TASK TO COMPLETE:
Scan the material below for the word "QueryEngine", then copy every line in which it appears.

########################################

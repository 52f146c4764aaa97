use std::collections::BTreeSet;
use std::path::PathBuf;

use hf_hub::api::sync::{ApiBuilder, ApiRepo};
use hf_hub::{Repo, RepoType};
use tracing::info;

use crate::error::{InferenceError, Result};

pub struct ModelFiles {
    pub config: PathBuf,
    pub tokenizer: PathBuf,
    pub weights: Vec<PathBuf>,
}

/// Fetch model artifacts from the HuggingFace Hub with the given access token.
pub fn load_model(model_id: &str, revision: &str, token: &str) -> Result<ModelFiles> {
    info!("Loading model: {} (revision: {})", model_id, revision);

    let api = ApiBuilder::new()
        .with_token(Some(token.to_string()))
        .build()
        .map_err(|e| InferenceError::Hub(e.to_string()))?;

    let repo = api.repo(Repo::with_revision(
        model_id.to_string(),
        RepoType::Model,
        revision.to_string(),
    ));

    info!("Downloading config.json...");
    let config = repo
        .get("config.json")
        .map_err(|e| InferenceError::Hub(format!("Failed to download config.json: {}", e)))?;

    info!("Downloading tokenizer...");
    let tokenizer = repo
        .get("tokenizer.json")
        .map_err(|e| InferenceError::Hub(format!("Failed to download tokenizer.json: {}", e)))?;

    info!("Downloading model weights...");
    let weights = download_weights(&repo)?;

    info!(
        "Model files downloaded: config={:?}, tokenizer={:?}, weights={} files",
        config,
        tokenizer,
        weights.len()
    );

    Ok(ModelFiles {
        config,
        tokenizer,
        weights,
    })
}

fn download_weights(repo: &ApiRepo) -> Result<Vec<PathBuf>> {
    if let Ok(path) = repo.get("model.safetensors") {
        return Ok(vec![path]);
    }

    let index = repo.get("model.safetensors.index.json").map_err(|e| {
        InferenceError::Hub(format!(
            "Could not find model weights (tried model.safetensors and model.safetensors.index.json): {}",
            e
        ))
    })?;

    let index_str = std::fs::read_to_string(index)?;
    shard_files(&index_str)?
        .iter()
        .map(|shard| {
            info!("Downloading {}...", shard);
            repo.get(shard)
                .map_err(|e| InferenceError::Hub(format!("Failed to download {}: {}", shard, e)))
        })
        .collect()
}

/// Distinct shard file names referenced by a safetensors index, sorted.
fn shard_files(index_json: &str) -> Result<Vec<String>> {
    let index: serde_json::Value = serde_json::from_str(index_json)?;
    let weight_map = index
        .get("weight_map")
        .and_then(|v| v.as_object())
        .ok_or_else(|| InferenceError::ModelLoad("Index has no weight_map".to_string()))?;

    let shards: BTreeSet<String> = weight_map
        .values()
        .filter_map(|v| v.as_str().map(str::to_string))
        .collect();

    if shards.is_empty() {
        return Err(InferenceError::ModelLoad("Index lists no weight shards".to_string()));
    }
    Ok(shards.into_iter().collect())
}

########################################

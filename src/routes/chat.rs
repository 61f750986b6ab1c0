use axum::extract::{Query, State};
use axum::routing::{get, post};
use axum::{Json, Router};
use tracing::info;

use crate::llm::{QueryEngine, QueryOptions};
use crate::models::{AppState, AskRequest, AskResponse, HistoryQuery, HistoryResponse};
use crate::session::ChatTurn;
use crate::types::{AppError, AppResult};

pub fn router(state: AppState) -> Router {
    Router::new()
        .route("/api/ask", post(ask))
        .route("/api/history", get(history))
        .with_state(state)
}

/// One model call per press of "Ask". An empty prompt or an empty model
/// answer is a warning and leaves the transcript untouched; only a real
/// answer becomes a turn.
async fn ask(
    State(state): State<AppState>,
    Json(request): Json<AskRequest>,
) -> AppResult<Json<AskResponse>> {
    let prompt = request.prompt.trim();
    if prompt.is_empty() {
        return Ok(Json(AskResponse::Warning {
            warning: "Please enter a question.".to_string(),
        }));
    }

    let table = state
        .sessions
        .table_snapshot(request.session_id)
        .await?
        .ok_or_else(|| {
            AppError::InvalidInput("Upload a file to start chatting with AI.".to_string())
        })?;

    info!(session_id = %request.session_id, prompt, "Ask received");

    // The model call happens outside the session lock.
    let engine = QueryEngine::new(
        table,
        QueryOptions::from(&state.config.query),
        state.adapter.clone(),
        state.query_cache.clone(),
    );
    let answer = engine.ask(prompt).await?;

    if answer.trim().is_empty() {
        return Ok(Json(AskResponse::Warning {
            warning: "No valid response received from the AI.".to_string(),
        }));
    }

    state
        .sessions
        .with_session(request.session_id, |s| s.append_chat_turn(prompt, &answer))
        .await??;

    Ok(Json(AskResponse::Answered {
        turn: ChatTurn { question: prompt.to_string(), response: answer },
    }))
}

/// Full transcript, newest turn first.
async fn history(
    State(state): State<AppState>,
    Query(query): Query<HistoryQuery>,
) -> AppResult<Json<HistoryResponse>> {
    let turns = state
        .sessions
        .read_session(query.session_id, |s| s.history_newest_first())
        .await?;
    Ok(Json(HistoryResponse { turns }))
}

########################################

EXERCISE ANSWER:
use crate::llm::{QueryEngine, QueryOptions};
    let engine = QueryEngine::new(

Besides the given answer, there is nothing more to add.